When data arrives as a succession of regular measurements, it is known as time series information. Processing of time series information poses systems scaling challenges that the elasticity of AWS services is uniquely positioned to address.
This elasticity is achieved by using Auto Scaling groups for ingest processing, AWS Data Pipeline for intersystem data orchestration, and Amazon Redshift for potentially massive-scale analysis. Key architectural throttle points involving Amazon SQS for sensor message buffering and less frequent AWS Data Pipeline scheduling keep the overall solution costs perdictable and controlled.
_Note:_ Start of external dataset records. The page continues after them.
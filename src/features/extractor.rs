use chrono::NaiveDate;
use serde::Serialize;
use std::collections::BTreeMap;
use tracing::debug;

use crate::features::golden::{GoldenHourTable, HOURS_PER_DAY};
use crate::features::text::PostSignals;
use crate::lexicon::Lexicons;
use crate::posts::Post;
use crate::{clamp01, mean, population_std_dev, scale_sym, sigmoid, zscore};

const WORD_HALF_WIDTH: f64 = 10.0;
const EMOJI_HALF_WIDTH: f64 = 5.0;
const HASHTAG_HALF_WIDTH: f64 = 5.0;
const CONTEXT_DIVISOR: f64 = 5.0;
const NEUTRAL: f64 = 0.5;

#[derive(Debug, Clone, PartialEq, Serialize)]
pub struct DailyFeatures {
    pub post_count: usize,
    pub sentiment: f64,
    pub emoji: f64,
    pub hashtags: f64,
    pub engagement: f64,
    pub context: f64,
    pub cadence: f64,
    pub time_of_day: f64,
    pub likes_z: f64,
    pub comments_z: f64,
    pub shares_z: f64,
}

impl DailyFeatures {
    /// A day with every bounded signal at the given level.
    pub fn uniform(level: f64) -> Self {
        let level = clamp01(level);
        Self {
            post_count: 1,
            sentiment: level,
            emoji: level,
            hashtags: level,
            engagement: level,
            context: level,
            cadence: level,
            time_of_day: level,
            likes_z: 0.0,
            comments_z: 0.0,
            shares_z: 0.0,
        }
    }
}

/// Output of a feature extraction run.
#[derive(Debug, Clone, Serialize)]
pub struct FeatureSet {
    pub daily: BTreeMap<NaiveDate, DailyFeatures>,
    pub golden: GoldenHourTable,
}

impl FeatureSet {
    pub fn get(&self, day: NaiveDate) -> Option<&DailyFeatures> {
        self.daily.get(&day)
    }
}

#[derive(Debug, Clone)]
pub struct FeatureExtractor<'a> {
    lexicons: &'a Lexicons,
    cadence_days: usize,
}

#[derive(Default)]
struct DayTotals {
    words: i64,
    emoji: i64,
    hashtags: i64,
    topics: Vec<i64>,
    engagement: Vec<f64>,
    likes: u64,
    comments: u64,
    shares: u64,
}

struct CounterStats {
    mean: f64,
    std_dev: f64,
}

impl CounterStats {
    fn from_values(values: &[f64]) -> Self {
        if values.is_empty() {
            return Self {
                mean: 0.0,
                std_dev: 1.0,
            };
        }
        Self {
            mean: mean(values),
            std_dev: population_std_dev(values),
        }
    }

    fn zscore(&self, value: u64) -> f64 {
        zscore(value as f64, self.mean, self.std_dev)
    }
}

impl<'a> FeatureExtractor<'a> {
    pub fn new(lexicons: &'a Lexicons, cadence_days: usize) -> Self {
        Self {
            lexicons,
            cadence_days,
        }
    }

    pub fn extract(&self, posts: &[Post]) -> FeatureSet {
        let mut by_day: BTreeMap<NaiveDate, Vec<&Post>> = BTreeMap::new();
        for post in posts {
            by_day.entry(post.day()).or_default().push(post);
        }

        let likes = CounterStats::from_values(&counter_values(posts, |post| post.likes));
        let comments = CounterStats::from_values(&counter_values(posts, |post| post.comments));
        let shares = CounterStats::from_values(&counter_values(posts, |post| post.shares));

        let mut positive_by_hour = [0u32; HOURS_PER_DAY];
        let mut total_by_hour = [0u32; HOURS_PER_DAY];
        let mut daily = BTreeMap::new();

        for (day, day_posts) in &by_day {
            let mut totals = DayTotals {
                topics: vec![0; self.lexicons.topics.len()],
                ..DayTotals::default()
            };

            for post in day_posts {
                let signals = PostSignals::from_text(&post.text, self.lexicons);
                totals.words += signals.positive_words - signals.negative_words;
                totals.emoji += signals.positive_emoji - signals.negative_emoji;
                totals.hashtags += signals.positive_hashtags - signals.negative_hashtags;
                for (total, score) in totals.topics.iter_mut().zip(&signals.topics) {
                    *total += score;
                }
                totals.engagement.push(self.engagement_score(post));
                totals.likes = totals.likes.saturating_add(post.likes);
                totals.comments = totals.comments.saturating_add(post.comments);
                totals.shares = totals.shares.saturating_add(post.shares);

                let hour = post.hour() as usize;
                total_by_hour[hour] += 1;
                if signals.is_positive() {
                    positive_by_hour[hour] += 1;
                }
            }

            let context = if totals.topics.is_empty() {
                NEUTRAL
            } else {
                let values: Vec<f64> = totals.topics.iter().map(|score| *score as f64).collect();
                clamp01(mean(&values) / CONTEXT_DIVISOR)
            };
            let engagement = if totals.engagement.is_empty() {
                NEUTRAL
            } else {
                clamp01(mean(&totals.engagement))
            };

            daily.insert(
                *day,
                DailyFeatures {
                    post_count: day_posts.len(),
                    sentiment: scale_sym(totals.words as f64, WORD_HALF_WIDTH),
                    emoji: scale_sym(totals.emoji as f64, EMOJI_HALF_WIDTH),
                    hashtags: scale_sym(totals.hashtags as f64, HASHTAG_HALF_WIDTH),
                    engagement,
                    context,
                    cadence: NEUTRAL,
                    time_of_day: NEUTRAL,
                    likes_z: likes.zscore(totals.likes),
                    comments_z: comments.zscore(totals.comments),
                    shares_z: shares.zscore(totals.shares),
                },
            );
        }

        let golden =
            GoldenHourTable::from_counts(&positive_by_hour, &total_by_hour, self.lexicons);

        let days: Vec<NaiveDate> = daily.keys().copied().collect();
        let counts: Vec<f64> = days
            .iter()
            .map(|day| daily[day].post_count as f64)
            .collect();
        for (idx, day) in days.iter().enumerate() {
            let start = idx.saturating_sub(self.cadence_days);
            let cadence = cadence_score(counts[idx], &counts[start..idx]);
            let hours: Vec<u32> = by_day[day].iter().map(|post| post.hour()).collect();
            if let Some(features) = daily.get_mut(day) {
                features.cadence = cadence;
                features.time_of_day = time_of_day_score(&hours, &golden);
            }
        }

        debug!(days = daily.len(), posts = posts.len(), "extracted daily features");
        FeatureSet { daily, golden }
    }

    /// Platform-weighted blend of the post's engagement counters. Each counter
    /// is divided by its own maximum, so any non-zero count contributes its
    /// full weight.
    pub fn engagement_score(&self, post: &Post) -> f64 {
        let weights = self.lexicons.engagement_weights(&post.platform);
        clamp01(
            weights.likes * self_normalized(post.likes)
                + weights.comments * self_normalized(post.comments)
                + weights.shares * self_normalized(post.shares)
                + weights.retweets * self_normalized(post.retweets),
        )
    }
}

/// Logistic of today's count against the mean of the preceding days.
pub fn cadence_score(count: f64, previous: &[f64]) -> f64 {
    if previous.is_empty() {
        return NEUTRAL;
    }
    clamp01(sigmoid(count - mean(previous)))
}

/// Mean golden score of the given posting hours.
pub fn time_of_day_score(hours: &[u32], golden: &GoldenHourTable) -> f64 {
    if hours.is_empty() {
        return NEUTRAL;
    }
    let scores: Vec<f64> = hours.iter().map(|hour| golden.get(*hour)).collect();
    clamp01(mean(&scores))
}

fn self_normalized(count: u64) -> f64 {
    count as f64 / count.max(1) as f64
}

fn counter_values(posts: &[Post], field: impl Fn(&Post) -> u64) -> Vec<f64> {
    posts.iter().map(|post| field(post) as f64).collect()
}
From above diagram, regarding a Supervisory Control and Data Acquisition (SCADA), we created a flow of samples to or from Amazon DynamoDB to support additional cloud processing or other existing systems, respectively.
Using AWS Data Pipeline, create a pipeline with a regular Amazon Elastic MapReduce job that both calculates expensive sample processing and delivers samples and results.
The pipeline places results into Amazon Redshift for additional analysis, and exports historical week-oriented sample tables, from Amazon DynamoDB to Amazon Simple Storage Service (Amazon S3). The pipeline also optionally exports results in a format custom applications can accept.
Amazon Redshift optionally imports historic samples to reside with calculated results.